These donations would not have been possible using today’s conventional payment processors which usually charge flat fees of between $0.50 and $1 per transaction, plus between two and five percent of the total; if the $11,000 donation had been processed by a well known payment processor, fees for this donation alone could easily have reached more than $500.
I was looking at a credit card statement the other day (the bill a merchant receives from their visa/mc processor) and this particular business payed over $23,000 in fees that month to accept credit cards. $23k! In this day and age, for a business to pay that much for something that is seemingly automated is crazy. Also, it normally takes between 2-3 business days for businesses to receive their funds. How does that make sense in the digital age? For these reasons, I think that we will begin seeing more and more businesses accepting and even offering incentives for consumers to use bitcoin to purchase goods/services.
When creating my tabletop RPG book, a few artists that I commissioned requested that I pay them with personal check rather than PayPal since PP takes such a significant cut. Rather than signing a piece of paper and sending it to them in the mail, I could pay them with BTC for almost no cost, and they could feel free to spend it within 10 minutes. There are many scenarios where the blockchain wins over clearing houses that siphon off each transaction.

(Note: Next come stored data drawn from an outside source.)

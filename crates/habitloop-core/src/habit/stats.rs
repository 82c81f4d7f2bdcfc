//! Derived statistics for the stats and calendar views.

use std::collections::BTreeSet;

use chrono::{Days, NaiveDate};
use serde::{Deserialize, Serialize};

use super::occurrence::{is_due, DueDates};
use super::streak::{compute_streaks_from_days, StreakResult};
use super::Habit;
use crate::error::ValidationError;

/// Per-habit summary as of a given day.
#[derive(Debug, Clone, PartialEq, Serialize, Deserialize)]
pub struct HabitStats {
    #[serde(flatten)]
    pub streaks: StreakResult,
    /// Completion records on or before `as_of`, due or not.
    pub total_completions: u32,
    pub due_occurrences: u32,
    pub completed_occurrences: u32,
    /// Percentage of due occurrences completed; 0 when nothing was due.
    pub completion_rate: f64,
}

/// One day of a habit's calendar.
#[derive(Debug, Clone, Copy, PartialEq, Eq, Serialize, Deserialize)]
pub struct CalendarMark {
    pub date: NaiveDate,
    pub due: bool,
    pub completed: bool,
}

/// Share of due habits completed on one day.
#[derive(Debug, Clone, PartialEq, Serialize, Deserialize)]
pub struct DailyProgress {
    pub date: NaiveDate,
    pub due: u32,
    pub completed: u32,
    pub rate: f64,
}

/// Longest progress window accepted, about a century.
pub const MAX_PROGRESS_DAYS: u32 = 36_600;

fn percentage(part: u32, whole: u32) -> f64 {
    if whole == 0 {
        0.0
    } else {
        f64::from(part) * 100.0 / f64::from(whole)
    }
}

pub fn habit_stats(habit: &Habit, completions: &BTreeSet<NaiveDate>, as_of: NaiveDate) -> HabitStats {
    let streaks = compute_streaks_from_days(habit, completions, as_of);
    let mut due = 0u32;
    let mut completed = 0u32;
    for day in DueDates::new(habit, habit.created_at, as_of) {
        due += 1;
        if completions.contains(&day) {
            completed += 1;
        }
    }
    let total = completions.range(..=as_of).count() as u32;

    HabitStats {
        streaks,
        total_completions: total,
        due_occurrences: due,
        completed_occurrences: completed,
        completion_rate: percentage(completed, due),
    }
}

/// One mark per day in `[start, end]`; empty for an inverted range.
pub fn calendar_marks(
    habit: &Habit,
    completions: &BTreeSet<NaiveDate>,
    start: NaiveDate,
    end: NaiveDate,
) -> Vec<CalendarMark> {
    start
        .iter_days()
        .take_while(|day| *day <= end)
        .map(|date| CalendarMark {
            date,
            due: is_due(habit, date),
            completed: completions.contains(&date),
        })
        .collect()
}

/// Progress for the `days` days ending at `end`, oldest first.
///
/// Only habits due on a day count toward that day's total.
///
/// # Errors
/// [`ValidationError::InvalidValue`] when `days` exceeds
/// [`MAX_PROGRESS_DAYS`] or the window reaches past the earliest
/// representable date.
pub fn daily_progress(
    habits: &[(Habit, BTreeSet<NaiveDate>)],
    end: NaiveDate,
    days: u32,
) -> Result<Vec<DailyProgress>, ValidationError> {
    if days > MAX_PROGRESS_DAYS {
        return Err(ValidationError::InvalidValue {
            field: "days".into(),
            message: format!("{days} exceeds the {MAX_PROGRESS_DAYS}-day limit"),
        });
    }
    let Some(back) = days.checked_sub(1) else {
        return Ok(Vec::new());
    };
    let first = end
        .checked_sub_days(Days::new(u64::from(back)))
        .ok_or_else(|| ValidationError::InvalidValue {
            field: "days".into(),
            message: format!("a {days}-day window ending {end} starts before any valid date"),
        })?;

    Ok(first
        .iter_days()
        .take_while(|date| *date <= end)
        .map(|date| {
            let mut due = 0u32;
            let mut completed = 0u32;
            for (habit, done) in habits {
                if is_due(habit, date) {
                    due += 1;
                    if done.contains(&date) {
                        completed += 1;
                    }
                }
            }
            DailyProgress {
                date,
                due,
                completed,
                rate: percentage(completed, due),
            }
        })
        .collect())
}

That is a good example. PayPal is notorious for holding funds too. If they find anything suspicious about the transaction they can hold the funds in limbo for a seemingly indeterminable amount of time. Even if they find nothing wrong at all they will hold funds for 3-5 days or longer. Think of the amount of interest they earn by floating those funds. It seems insignificant given the $100 you paid the artist, but when you figure there were 500,000 other $100 transactions made that day, the float becomes extremely significant. The amount of hands that touch money between sender and receiver and make money off of the transaction is silly. It will change.
I am Jimmy Swill. Mongoose stopped carrying us after selling out the first dead tree run (they are still charging too much for our PDF), and I am working on a new print version that will put everything into one ridiculously large book. I'll post about it when I get there. If you want a PDF, send me a PM. Here's the post I made when Mongoose picked us up.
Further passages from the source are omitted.